BÉNÉDICK. – Eh bien! vous êtes une excellente institutrice de perroquets.
BÉATRICE. – Un oiseau de mon babil vaut mieux qu’un animal du vôtre.
BÉNÉDICK. – Je voudrais bien que mon cheval eût la vitesse de votre langue et votre longue haleine. – Allons, au nom de Dieu, allez votre train; moi j’ai fini.
BÉATRICE. – Vous finissez toujours par quelque algarade de rosse; je vous connais de loin.
DON PÈDRE. – Voici le résumé de notre entretien. – Seigneur Claudio et seigneur Bénédick, mon digne ami Léonato vous a tous invités. Je lui dis que nous resterons ici au moins un mois; il prie le sort d’amener quelque événement qui puisse nous y retenir davantage.

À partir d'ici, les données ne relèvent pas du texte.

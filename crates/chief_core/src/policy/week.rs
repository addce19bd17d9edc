//! Visible work-week window.
//!
//! # Invariants
//! - The week is anchored on Monday.
//! - Working days are the first `work_days` days starting at Monday.

use crate::config::PlannerConfig;
use chrono::{Datelike, Days, NaiveDate, NaiveDateTime, NaiveTime, TimeDelta};

/// Monday-anchored week with working hours.
#[derive(Debug, Clone, Copy, PartialEq, Eq)]
pub struct WorkWeek {
    monday: NaiveDate,
    work_days: u8,
    work_start_hour: u32,
    work_end_hour: u32,
}

impl WorkWeek {
    /// Returns the week containing `date`.
    pub fn containing(date: NaiveDate, config: &PlannerConfig) -> Self {
        let offset = u64::from(date.weekday().num_days_from_monday());
        Self {
            monday: date - Days::new(offset),
            work_days: config.work_days,
            work_start_hour: config.work_start_hour,
            work_end_hour: config.work_end_hour,
        }
    }

    pub fn monday(&self) -> NaiveDate {
        self.monday
    }

    /// Date `offset` days after Monday.
    pub fn day(&self, offset: u32) -> Option<NaiveDate> {
        self.monday.checked_add_days(Days::new(u64::from(offset)))
    }

    /// Wall-clock instant on day `offset` at `hour:minute`.
    pub fn at(&self, offset: u32, hour: u32, minute: u32) -> Option<NaiveDateTime> {
        self.day(offset)?.and_hms_opt(hour, minute, 0)
    }

    /// Working days in calendar order.
    pub fn working_days(&self) -> impl Iterator<Item = NaiveDate> + '_ {
        (0..u32::from(self.work_days)).filter_map(|offset| self.day(offset))
    }

    /// Working-hours window `[open, close)` for `date`.
    pub fn working_hours(&self, date: NaiveDate) -> (NaiveDateTime, NaiveDateTime) {
        let midnight = date.and_time(NaiveTime::MIN);
        (
            midnight + TimeDelta::hours(i64::from(self.work_start_hour)),
            midnight + TimeDelta::hours(i64::from(self.work_end_hour)),
        )
    }

    /// Whether `instant` falls inside the calendar week (any weekday).
    pub fn contains(&self, instant: NaiveDateTime) -> bool {
        let date = instant.date();
        let next_monday = self.monday + Days::new(7);
        date >= self.monday && date < next_monday
    }
}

Je jurerais qu’il n’est point hypocrite et qu’il le désire du fond de son cœur.
LÉONATO. – Si vous le jurez, monseigneur, vous ne serez point parjure. (À don Juan.) – Souffrez que je vous félicite, seigneur: puisque vous êtes réconcilié au prince votre frère, je vous dois tous mes hommages.
DON JUAN. – Je vous remercie: je ne suis point un homme à longs discours; je vous remercie.
LÉONATO. – Plaît-il à Votre Altesse d’ouvrir la marche?
DON PÈDRE. – Léonato, donnez-moi la main; nous irons ensemble.
(Tous entrent dans la maison, excepté Bénédick et Claudio.)
CLAUDIO. – Bénédick, avez-vous remarqué la fille du seigneur Léonato?
BÉNÉDICK. – Je ne l’ai pas remarquée, mais je l’ai regardée.
CLAUDIO. – N’est-ce pas une jeune personne modeste?
BÉNÉDICK. – Me questionnez-vous sur son compte, en honnête homme, pour savoir tout simplement ce que je pense, ou bien voudriez-vous m’entendre parler, suivant ma coutume, comme le tyran déclaré de son sexe?
CLAUDIO. – Non: je vous prie, parlez sérieusement.